Different studies have recognized the qualities of rice husk (and bran which has 10–23% oil content by mass [4]) as a combustion fuel. Despite its high ash content (up to 25% dry mass) [8], rice husk has low moisture content [10], satisfying calorific value and low sulphur content [5], [11]. However, agricultural residues, including rice husk, have a low bulk density usually under 200 kg m−3 [12]. Densification into pellets (less than 2.5 cm in diameter) or briquettes (2.5–10 cm in diameter) is required to overcome this challenge. The advantages of densified biomass include: increased volumetric energy density, ease of handling, transportation and storage, improved combustion, lower particulate emissions, reduced volatility, and uniform size, density and quality [12], [13].
Energy can be obtained from biomass through direct combustion, gasification, pyrolysis, anaerobic digestion, hydrolysis, hydrogenation or fermentation [14]. Lim et al. [5] provided an overview of technologies available to produce heat, electricity or value added products (ethanol composites, absorbents) from rice husk and rice straw. However, such processes are energy and equipment intensive. Briquetting remains the most applicable technology to produce energy in the form of solid fuel for cooking at the household level in rural settings [15], [16].

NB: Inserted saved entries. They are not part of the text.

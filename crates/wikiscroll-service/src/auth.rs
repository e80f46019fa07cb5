//! Caller identity. Authentication happens upstream; the gateway forwards the
//! verified user id in `x-user-id`. Anonymous clients may identify their device
//! with `x-device-id` so their client state survives between sessions.

use crate::errors::ApiError;
use axum::extract::FromRequestParts;
use axum::http::{HeaderMap, request::Parts};

pub const USER_ID_HEADER: &str = "x-user-id";
pub const DEVICE_ID_HEADER: &str = "x-device-id";

fn header_value(headers: &HeaderMap, name: &str) -> Option<String> {
    headers
        .get(name)
        .and_then(|value| value.to_str().ok())
        .map(str::trim)
        .filter(|value| !value.is_empty())
        .map(str::to_string)
}

/// Whoever is calling, authenticated or not.
#[derive(Debug, Clone, Default, PartialEq)]
pub struct Identity {
    pub user_id: Option<String>,
    pub device_id: Option<String>,
}

impl Identity {
    pub fn from_headers(headers: &HeaderMap) -> Self {
        Self {
            user_id: header_value(headers, USER_ID_HEADER),
            device_id: header_value(headers, DEVICE_ID_HEADER),
        }
    }

    /// Key under which client state is stored: the user id when signed in,
    /// otherwise the device id.
    pub fn owner_key(&self) -> Option<&str> {
        self.user_id.as_deref().or(self.device_id.as_deref())
    }

    pub fn require_owner(&self) -> Result<&str, ApiError> {
        self.owner_key().ok_or_else(|| {
            ApiError::BadRequest(format!("{USER_ID_HEADER} or {DEVICE_ID_HEADER} header required"))
        })
    }

    pub fn require_user(&self) -> Result<&str, ApiError> {
        self.user_id.as_deref().ok_or(ApiError::AuthenticationRequired)
    }
}

impl<S: Send + Sync> FromRequestParts<S> for Identity {
    type Rejection = std::convert::Infallible;

    async fn from_request_parts(parts: &mut Parts, _state: &S) -> Result<Self, Self::Rejection> {
        Ok(Identity::from_headers(&parts.headers))
    }
}

/// An authenticated user. Rejects with 401 when the caller is anonymous.
#[derive(Debug, Clone, PartialEq)]
pub struct AuthUser(pub String);

impl<S: Send + Sync> FromRequestParts<S> for AuthUser {
    type Rejection = ApiError;

    async fn from_request_parts(parts: &mut Parts, _state: &S) -> Result<Self, Self::Rejection> {
        header_value(&parts.headers, USER_ID_HEADER)
            .map(AuthUser)
            .ok_or(ApiError::AuthenticationRequired)
    }
}
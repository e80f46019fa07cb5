use super::traits::{EngagementRepository, Reaction};
use super::{SharedConnection, with_conn};
use crate::errors::ApiError;
use crate::models::{AdImpression, NewAdImpression, NewPostView, Post, PostView, ViewRecord};
use crate::schema::{ad_impressions, post_likes, post_saves, post_views, wiki_posts};
use async_trait::async_trait;
use chrono::{NaiveDate, NaiveDateTime};
use diesel::prelude::*;
use diesel::result::Error as DieselError;
use diesel::sqlite::SqliteConnection;

#[derive(Clone)]
pub struct SqliteEngagementRepository {
    db: SharedConnection,
}

impl SqliteEngagementRepository {
    pub fn new(db: SharedConnection) -> Self {
        Self { db }
    }
}

fn delete_reaction(
    conn: &mut SqliteConnection,
    kind: Reaction,
    user_id: &str,
    post_id: i32,
) -> Result<usize, DieselError> {
    match kind {
        Reaction::Like => diesel::delete(
            post_likes::table
                .filter(post_likes::user_id.eq(user_id))
                .filter(post_likes::post_id.eq(post_id)),
        )
        .execute(conn),
        Reaction::Save => diesel::delete(
            post_saves::table
                .filter(post_saves::user_id.eq(user_id))
                .filter(post_saves::post_id.eq(post_id)),
        )
        .execute(conn),
    }
}

/// `INSERT OR IGNORE`; the unique (user_id, post_id) index keeps one row per pair.
fn insert_reaction(
    conn: &mut SqliteConnection,
    kind: Reaction,
    user_id: &str,
    post_id: i32,
    at: NaiveDateTime,
) -> Result<usize, DieselError> {
    match kind {
        Reaction::Like => diesel::insert_or_ignore_into(post_likes::table)
            .values((
                post_likes::user_id.eq(user_id),
                post_likes::post_id.eq(post_id),
                post_likes::created_at.eq(at),
            ))
            .execute(conn),
        Reaction::Save => diesel::insert_or_ignore_into(post_saves::table)
            .values((
                post_saves::user_id.eq(user_id),
                post_saves::post_id.eq(post_id),
                post_saves::created_at.eq(at),
            ))
            .execute(conn),
    }
}

#[async_trait]
impl EngagementRepository for SqliteEngagementRepository {
    async fn toggle_reaction(
        &self,
        kind: Reaction,
        user_id: &str,
        post_id: i32,
        at: NaiveDateTime,
    ) -> Result<bool, ApiError> {
        with_conn(&self.db, |conn| {
            conn.transaction::<_, DieselError, _>(|conn| {
                if delete_reaction(conn, kind, user_id, post_id)? > 0 {
                    return Ok(false);
                }
                insert_reaction(conn, kind, user_id, post_id, at)?;
                Ok(true)
            })
        })
    }

    async fn set_reaction(
        &self,
        kind: Reaction,
        user_id: &str,
        post_id: i32,
        on: bool,
        at: NaiveDateTime,
    ) -> Result<(), ApiError> {
        with_conn(&self.db, |conn| {
            if on {
                insert_reaction(conn, kind, user_id, post_id, at)?;
            } else {
                delete_reaction(conn, kind, user_id, post_id)?;
            }
            Ok(())
        })
    }

    async fn has_reaction(
        &self,
        kind: Reaction,
        user_id: &str,
        post_id: i32,
    ) -> Result<bool, ApiError> {
        with_conn(&self.db, |conn| {
            let count: i64 = match kind {
                Reaction::Like => post_likes::table
                    .filter(post_likes::user_id.eq(user_id))
                    .filter(post_likes::post_id.eq(post_id))
                    .count()
                    .get_result(conn)?,
                Reaction::Save => post_saves::table
                    .filter(post_saves::user_id.eq(user_id))
                    .filter(post_saves::post_id.eq(post_id))
                    .count()
                    .get_result(conn)?,
            };
            Ok(count > 0)
        })
    }

    async fn count_reactions(&self, kind: Reaction, post_id: i32) -> Result<u64, ApiError> {
        with_conn(&self.db, |conn| {
            let count: i64 = match kind {
                Reaction::Like => post_likes::table
                    .filter(post_likes::post_id.eq(post_id))
                    .count()
                    .get_result(conn)?,
                Reaction::Save => post_saves::table
                    .filter(post_saves::post_id.eq(post_id))
                    .count()
                    .get_result(conn)?,
            };
            Ok(count as u64)
        })
    }

    async fn count_user_reactions(&self, kind: Reaction, user_id: &str) -> Result<u64, ApiError> {
        with_conn(&self.db, |conn| {
            let count: i64 = match kind {
                Reaction::Like => post_likes::table
                    .filter(post_likes::user_id.eq(user_id))
                    .count()
                    .get_result(conn)?,
                Reaction::Save => post_saves::table
                    .filter(post_saves::user_id.eq(user_id))
                    .count()
                    .get_result(conn)?,
            };
            Ok(count as u64)
        })
    }

    async fn reacted_posts(&self, kind: Reaction, user_id: &str) -> Result<Vec<Post>, ApiError> {
        with_conn(&self.db, |conn| match kind {
            Reaction::Like => post_likes::table
                .inner_join(wiki_posts::table)
                .filter(post_likes::user_id.eq(user_id))
                .order((post_likes::created_at.desc(), post_likes::id.desc()))
                .select(Post::as_select())
                .load(conn),
            Reaction::Save => post_saves::table
                .inner_join(wiki_posts::table)
                .filter(post_saves::user_id.eq(user_id))
                .order((post_saves::created_at.desc(), post_saves::id.desc()))
                .select(Post::as_select())
                .load(conn),
        })
    }

    async fn record_view(&self, view: &NewPostView) -> Result<Option<PostView>, ApiError> {
        with_conn(&self.db, |conn| {
            conn.transaction::<_, DieselError, _>(|conn| {
                let inserted = diesel::insert_or_ignore_into(post_views::table)
                    .values(view)
                    .execute(conn)?;
                if inserted == 0 {
                    return Ok(None);
                }

                post_views::table
                    .filter(post_views::user_id.eq(&view.user_id))
                    .filter(post_views::post_id.eq(view.post_id))
                    .filter(post_views::view_date.eq(view.view_date))
                    .select(PostView::as_select())
                    .first(conn)
                    .optional()
            })
        })
    }

    async fn update_reading_time(
        &self,
        user_id: &str,
        post_id: i32,
        view_date: NaiveDate,
        minutes: i32,
    ) -> Result<(), ApiError> {
        with_conn(&self.db, |conn| {
            diesel::update(
                post_views::table
                    .filter(post_views::user_id.eq(user_id))
                    .filter(post_views::post_id.eq(post_id))
                    .filter(post_views::view_date.eq(view_date)),
            )
            .set(post_views::reading_time.eq(minutes))
            .execute(conn)?;
            Ok(())
        })
    }

    async fn count_views(&self, user_id: &str) -> Result<u64, ApiError> {
        with_conn(&self.db, |conn| {
            let count: i64 = post_views::table
                .filter(post_views::user_id.eq(user_id))
                .count()
                .get_result(conn)?;
            Ok(count as u64)
        })
    }

    async fn view_records(&self, user_id: &str) -> Result<Vec<ViewRecord>, ApiError> {
        with_conn(&self.db, |conn| {
            post_views::table
                .inner_join(wiki_posts::table)
                .filter(post_views::user_id.eq(user_id))
                .order((post_views::viewed_at.desc(), post_views::id.desc()))
                .select((
                    post_views::post_id,
                    post_views::viewed_at,
                    post_views::view_date,
                    post_views::reading_time,
                    wiki_posts::category,
                ))
                .load::<ViewRecord>(conn)
        })
    }

    async fn record_impression(
        &self,
        impression: &NewAdImpression,
    ) -> Result<AdImpression, ApiError> {
        with_conn(&self.db, |conn| {
            diesel::insert_into(ad_impressions::table)
                .values(impression)
                .returning(AdImpression::as_returning())
                .get_result(conn)
        })
    }
}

The characteristics of briquettes made of grass [17], wood [18], fibres [19], straws [20], leaves [21], stalks [7] and husks, including rice husk alone [10], [15], [22] and in combination with other biomass [23], [24], have been previously studied under high pressure. Limited studies have been conducted on rice bran, and mostly in combination with rice straw [25]. The quality of densification can be determined by testing the physical properties of the biomass briquettes [26]. Kaliyan and Morey [13] discussed how the final product is affected by the pre-treatments and the initial characteristics of the biomass, namely particle size, moisture, temperature, and binder content. The high quality of a briquette is an indicator of the effectiveness of inter-particle bonds [27]. Particle size reduction is usually recommended in order to reduce inter-particle space and create stronger bonds during compression [10], [26], [28]. High temperature and pressure are widely agreed to enhance binding mechanisms as well [25], [28], [29]. Yet, these different processes require important energy input.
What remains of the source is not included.